Your goal:
Look at each line of the listing. Copy those that hold the string "description".
Task inputs: Begin
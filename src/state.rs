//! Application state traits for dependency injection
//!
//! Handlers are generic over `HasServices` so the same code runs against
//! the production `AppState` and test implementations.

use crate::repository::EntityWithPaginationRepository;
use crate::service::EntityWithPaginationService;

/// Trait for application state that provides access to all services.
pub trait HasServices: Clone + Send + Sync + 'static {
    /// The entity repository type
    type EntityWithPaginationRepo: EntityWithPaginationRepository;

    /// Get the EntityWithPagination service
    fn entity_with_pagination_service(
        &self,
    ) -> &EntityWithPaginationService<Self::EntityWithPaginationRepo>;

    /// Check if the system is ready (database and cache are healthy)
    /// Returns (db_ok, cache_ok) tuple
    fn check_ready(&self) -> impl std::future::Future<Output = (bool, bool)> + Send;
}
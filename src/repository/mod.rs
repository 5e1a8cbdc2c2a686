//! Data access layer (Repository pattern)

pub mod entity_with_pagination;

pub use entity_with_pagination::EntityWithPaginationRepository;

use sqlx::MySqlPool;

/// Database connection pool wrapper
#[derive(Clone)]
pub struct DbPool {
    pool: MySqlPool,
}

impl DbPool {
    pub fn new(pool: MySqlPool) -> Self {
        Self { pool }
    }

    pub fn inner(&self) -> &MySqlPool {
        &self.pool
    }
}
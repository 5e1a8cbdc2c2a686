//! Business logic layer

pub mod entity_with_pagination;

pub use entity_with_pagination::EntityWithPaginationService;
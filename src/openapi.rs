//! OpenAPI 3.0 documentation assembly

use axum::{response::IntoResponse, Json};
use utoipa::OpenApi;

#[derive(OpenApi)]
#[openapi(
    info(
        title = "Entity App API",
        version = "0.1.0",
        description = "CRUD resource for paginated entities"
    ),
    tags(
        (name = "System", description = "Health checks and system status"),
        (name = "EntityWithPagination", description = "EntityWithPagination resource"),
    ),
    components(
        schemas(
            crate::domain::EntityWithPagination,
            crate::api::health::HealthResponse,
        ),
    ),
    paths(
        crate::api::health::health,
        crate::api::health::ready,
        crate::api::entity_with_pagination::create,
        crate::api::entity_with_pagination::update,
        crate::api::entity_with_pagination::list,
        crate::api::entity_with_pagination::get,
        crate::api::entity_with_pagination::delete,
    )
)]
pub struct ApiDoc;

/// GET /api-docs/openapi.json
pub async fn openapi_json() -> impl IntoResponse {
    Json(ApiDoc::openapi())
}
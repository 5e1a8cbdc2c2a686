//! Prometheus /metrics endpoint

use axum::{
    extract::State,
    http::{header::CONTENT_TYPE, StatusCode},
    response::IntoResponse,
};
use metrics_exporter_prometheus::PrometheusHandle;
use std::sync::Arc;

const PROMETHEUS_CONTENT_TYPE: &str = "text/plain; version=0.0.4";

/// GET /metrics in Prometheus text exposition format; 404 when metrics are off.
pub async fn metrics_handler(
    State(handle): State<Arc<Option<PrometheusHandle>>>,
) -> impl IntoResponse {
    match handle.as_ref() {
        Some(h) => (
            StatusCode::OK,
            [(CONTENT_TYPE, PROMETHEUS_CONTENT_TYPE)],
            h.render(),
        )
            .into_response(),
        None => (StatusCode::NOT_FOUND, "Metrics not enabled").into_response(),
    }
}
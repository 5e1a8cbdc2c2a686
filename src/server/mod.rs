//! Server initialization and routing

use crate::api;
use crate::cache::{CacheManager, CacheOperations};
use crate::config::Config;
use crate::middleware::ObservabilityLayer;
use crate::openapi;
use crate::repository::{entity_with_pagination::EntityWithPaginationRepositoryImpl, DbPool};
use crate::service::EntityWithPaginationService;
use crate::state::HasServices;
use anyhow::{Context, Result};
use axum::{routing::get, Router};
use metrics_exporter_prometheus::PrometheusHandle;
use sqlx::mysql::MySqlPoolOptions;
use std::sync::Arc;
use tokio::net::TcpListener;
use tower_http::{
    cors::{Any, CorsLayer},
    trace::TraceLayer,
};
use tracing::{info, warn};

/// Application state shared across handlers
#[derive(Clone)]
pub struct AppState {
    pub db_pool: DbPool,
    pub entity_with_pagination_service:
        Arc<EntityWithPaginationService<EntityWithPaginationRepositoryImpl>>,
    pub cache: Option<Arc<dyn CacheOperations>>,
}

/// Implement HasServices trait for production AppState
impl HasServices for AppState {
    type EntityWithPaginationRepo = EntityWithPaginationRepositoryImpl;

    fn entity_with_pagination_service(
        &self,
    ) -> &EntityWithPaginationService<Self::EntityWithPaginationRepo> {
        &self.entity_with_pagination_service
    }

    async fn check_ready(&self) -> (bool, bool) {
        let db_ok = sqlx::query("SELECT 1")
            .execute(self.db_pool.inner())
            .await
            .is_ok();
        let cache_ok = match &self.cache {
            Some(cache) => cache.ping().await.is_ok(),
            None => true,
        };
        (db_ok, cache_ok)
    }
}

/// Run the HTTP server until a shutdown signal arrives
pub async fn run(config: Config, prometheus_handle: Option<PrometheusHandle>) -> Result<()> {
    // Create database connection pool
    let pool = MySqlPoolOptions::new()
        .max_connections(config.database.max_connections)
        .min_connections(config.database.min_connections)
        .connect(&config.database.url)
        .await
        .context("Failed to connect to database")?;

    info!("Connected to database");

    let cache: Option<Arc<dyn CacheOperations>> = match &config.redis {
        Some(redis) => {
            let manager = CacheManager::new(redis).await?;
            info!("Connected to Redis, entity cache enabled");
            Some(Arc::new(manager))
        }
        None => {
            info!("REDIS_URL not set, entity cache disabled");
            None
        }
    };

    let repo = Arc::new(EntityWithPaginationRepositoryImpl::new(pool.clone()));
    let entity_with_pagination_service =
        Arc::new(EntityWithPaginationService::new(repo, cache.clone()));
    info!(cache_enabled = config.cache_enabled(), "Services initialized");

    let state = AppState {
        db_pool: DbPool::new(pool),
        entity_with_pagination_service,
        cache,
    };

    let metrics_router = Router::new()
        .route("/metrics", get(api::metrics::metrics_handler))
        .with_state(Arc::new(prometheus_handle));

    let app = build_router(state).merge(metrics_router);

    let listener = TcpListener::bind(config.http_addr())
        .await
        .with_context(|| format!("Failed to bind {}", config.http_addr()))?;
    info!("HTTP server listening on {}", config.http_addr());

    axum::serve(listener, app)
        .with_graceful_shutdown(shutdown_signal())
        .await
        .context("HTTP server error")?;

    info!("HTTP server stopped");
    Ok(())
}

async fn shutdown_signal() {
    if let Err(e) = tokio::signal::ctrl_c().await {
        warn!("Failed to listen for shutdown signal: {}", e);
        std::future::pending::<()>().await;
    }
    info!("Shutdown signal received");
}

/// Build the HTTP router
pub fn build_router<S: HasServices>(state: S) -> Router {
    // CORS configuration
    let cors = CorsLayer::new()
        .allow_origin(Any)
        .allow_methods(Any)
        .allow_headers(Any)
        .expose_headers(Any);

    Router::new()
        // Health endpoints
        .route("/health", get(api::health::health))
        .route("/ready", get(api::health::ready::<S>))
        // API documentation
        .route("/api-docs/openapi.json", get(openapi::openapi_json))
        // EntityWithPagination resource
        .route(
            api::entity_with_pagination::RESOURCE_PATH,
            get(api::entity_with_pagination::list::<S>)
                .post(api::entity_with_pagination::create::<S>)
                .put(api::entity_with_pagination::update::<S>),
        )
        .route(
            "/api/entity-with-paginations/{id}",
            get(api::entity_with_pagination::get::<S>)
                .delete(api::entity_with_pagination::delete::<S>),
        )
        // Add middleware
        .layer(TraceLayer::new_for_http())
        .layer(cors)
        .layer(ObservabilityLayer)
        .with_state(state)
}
Task inputs: End
Answer to this exercise:
        description = "CRUD resource for paginated entities"
        (name = "System", description = "Health checks and system status"),
        (name = "EntityWithPagination", description = "EntityWithPagination resource"),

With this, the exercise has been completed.